Mejor sería si pasaran cosas como las del cuento, “El milagro del ascensor”, escrito en 1929 por Alejo Carpentier: “Las mecanógrafas adoraban a Fray Domenico, por su dulzura perenne; al mediodía invadían su ascensor, mostrándole sus ligas y muslos rosados. Pero nada lograba turbarlo”, relata el escritor cubano.

Varios años antes, Bogotá estrenaba la primera de estas jaulas mecánicas. Un siglo ha pasado desde cuando la ciudad gris conoció el primer ascensor.

Al ver esta reliquia arquitectónica, evoco la adrenalina que sentí en una atracción de los parques Disney conocida con el nombre de La Torre del Terror. Dice la leyenda que en este hotel abandonado ocurrió una tragedia hacia 1939 cuando el elevador descompuesto cayó en picada libre desde el piso 13, y que los finados regresan como espectros para animar a los espectadores a morirse del susto, en medio de la gritería, casi a punto de salirse de sus sillas, mientras la fachada del edificio desaparece de la vista.

Lo diré de una vez: Les tengo pánico a los ascensores. ¿Alguien más? Y ese temor se agrava con la claustrofobia. Sin posibilidad de ir a ninguna parte, todo lo que queda es rogar para que no haya falla eléctrica o un temblor de tierra durante el viaje.

Gabriel García Márquez supo mejor de lo que hablo.

Conozco a la hija de un matrimonio amigo que a los 12 años se quedó encerrada durante dos horas en un ascensor en tinieblas, y nunca más se recuperó del espanto, a pesar de los muchos tratamientos médicos y psicológicos a que fue sometida. La niña -para decirlo del modo menos dramático posible- se volvió loca”, dice Gabito en una magnífica columna de 1983 en el diario El País de España: Estos ascensores de miércoles.

Cuando la señora del edificio me preguntó a qué piso me dirigía, me acordé del chiste viejo del pizzero.

—¿A qué piso la pizza?, pregunta el ascensorista.  
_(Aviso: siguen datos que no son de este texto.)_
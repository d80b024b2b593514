//! Score and high score bookkeeping

use std::collections::BTreeSet;

use serde::{Deserialize, Serialize};

/// Counts cleared obstacles, crediting each id at most once per run
#[derive(Debug, Clone, Default, Serialize, Deserialize)]
pub struct ScoreTracker {
    score: u32,
    high_score: u32,
    credited: BTreeSet<u32>,
    /// High score already committed for this run
    committed: bool,
}

impl ScoreTracker {
    /// Start with a previously persisted high score
    pub fn new(high_score: u32) -> Self {
        Self {
            high_score,
            ..Default::default()
        }
    }

    pub fn score(&self) -> u32 {
        self.score
    }

    pub fn high_score(&self) -> u32 {
        self.high_score
    }

    pub fn is_credited(&self, obstacle_id: u32) -> bool {
        self.credited.contains(&obstacle_id)
    }

    /// Credit an obstacle; returns false if it was already counted
    pub fn credit(&mut self, obstacle_id: u32) -> bool {
        if !self.credited.insert(obstacle_id) {
            return false;
        }
        self.score += 1;
        true
    }

    /// New run: zero the score and forget credited ids
    pub fn reset(&mut self) {
        self.score = 0;
        self.credited.clear();
        self.committed = false;
    }

    /// Promote the run's score to high score if it beats it
    ///
    /// Only the first call per run can succeed.
    pub fn commit_high_score(&mut self) -> Option<u32> {
        if self.committed {
            return None;
        }
        self.committed = true;
        if self.score > self.high_score {
            self.high_score = self.score;
            Some(self.high_score)
        } else {
            None
        }
    }
}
—¡A que no!, responde él pizzero.

Se supone que en este momento el lector se desgañita de la risa, aunque acepto que tuvo más gracia Gabo cuando contó la historia del par de desconocidos que se quedan encerrados en un ascensor atascado entre dos pisos, y cuando por fin llegan a rescatarlos, ya tienen un hogar con hijos y se niegan a desalojar.  

¡Benditos sean los ascensores pero alabadas sean las escaleras! No sean como Jaimito el cartero que quiere evitar la fatiga, porque la falta de movimiento mata. 

La señora del principio no era la ascensorista, me lo aclaró ella misma con su sonrisa genuina. Era la señora de los tintos, que son las personas más amables que hay sobre la Tierra. Nunca le niegan el saludo a nadie y son una catedra viva sobre la humildad. No como esa gente que va en el ascensor creyéndose de mejor familia. A esos maleducados les vendría bien un sustico como el de la niña del cuento, ja ja ja.